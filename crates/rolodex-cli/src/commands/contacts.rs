use crate::commands::{print_json, Context};
use crate::error::not_found;
use crate::util::{print_contact_detail, print_contact_line};
use anyhow::Result;
use clap::Args;
use rolodex_core::{ContactUpdate, NewContact};

#[derive(Debug, Args)]
pub struct ListArgs {
    /// Maximum number of contacts to return
    #[arg(long, short)]
    pub limit: Option<usize>,
}

#[derive(Debug, Args)]
pub struct SearchArgs {
    /// Substring matched against the contact's composite name
    pub query: String,
}

#[derive(Debug, Args)]
pub struct GetArgs {
    pub id: String,
}

#[derive(Debug, Args)]
pub struct CreateArgs {
    #[arg(long)]
    pub first_name: Option<String>,
    #[arg(long)]
    pub last_name: Option<String>,
    #[arg(long)]
    pub email: Option<String>,
    #[arg(long)]
    pub phone: Option<String>,
    #[arg(long)]
    pub organization: Option<String>,
    #[arg(long)]
    pub job_title: Option<String>,
}

#[derive(Debug, Args)]
pub struct UpdateArgs {
    pub id: String,
    #[arg(long)]
    pub first_name: Option<String>,
    #[arg(long)]
    pub last_name: Option<String>,
    #[arg(long)]
    pub organization: Option<String>,
    #[arg(long)]
    pub job_title: Option<String>,
}

#[derive(Debug, Args)]
pub struct DeleteArgs {
    pub id: String,
}

pub fn list_contacts(ctx: &Context<'_>, args: ListArgs) -> Result<()> {
    let contacts = ctx.book.list_contacts(args.limit)?;
    if ctx.json {
        return print_json(&contacts);
    }
    if contacts.is_empty() {
        println!("no contacts");
        return Ok(());
    }
    for contact in &contacts {
        print_contact_line(contact);
    }
    Ok(())
}

pub fn search_contacts(ctx: &Context<'_>, args: SearchArgs) -> Result<()> {
    let contacts = ctx.book.search_contacts(&args.query)?;
    if ctx.json {
        return print_json(&contacts);
    }
    if contacts.is_empty() {
        println!("no contacts matching '{}'", args.query);
        return Ok(());
    }
    for contact in &contacts {
        print_contact_line(contact);
    }
    Ok(())
}

pub fn get_contact(ctx: &Context<'_>, args: GetArgs) -> Result<()> {
    let contact = ctx
        .book
        .get_contact(&args.id)?
        .ok_or_else(|| not_found("contact not found"))?;
    if ctx.json {
        return print_json(&contact);
    }
    print_contact_detail(&contact);
    Ok(())
}

pub fn create_contact(ctx: &Context<'_>, args: CreateArgs) -> Result<()> {
    let draft = NewContact {
        first_name: args.first_name,
        last_name: args.last_name,
        email: args.email,
        phone: args.phone,
        organization: args.organization,
        job_title: args.job_title,
    };
    let id = ctx.book.create_contact(&draft)?;
    if ctx.json {
        return print_json(&serde_json::json!({ "id": id, "success": true }));
    }
    println!("created {}", id);
    Ok(())
}

pub fn update_contact(ctx: &Context<'_>, args: UpdateArgs) -> Result<()> {
    let patch = ContactUpdate {
        first_name: args.first_name,
        last_name: args.last_name,
        organization: args.organization,
        job_title: args.job_title,
    };
    let applied = ctx.book.update_contact(&args.id, &patch)?;
    if ctx.json {
        return print_json(&serde_json::json!({ "success": applied }));
    }
    if applied {
        println!("updated {}", args.id);
    } else {
        println!("no update applied (contact missing or no fields given)");
    }
    Ok(())
}

pub fn delete_contact(ctx: &Context<'_>, args: DeleteArgs) -> Result<()> {
    let deleted = ctx.book.delete_contact(&args.id)?;
    if ctx.json {
        return print_json(&serde_json::json!({ "success": deleted }));
    }
    if deleted {
        println!("deleted {}", args.id);
    } else {
        println!("no matching contact {}", args.id);
    }
    Ok(())
}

# # # # # # #

Find every line in the data above that holds the string "Context". Give the number of such lines and nothing else.

7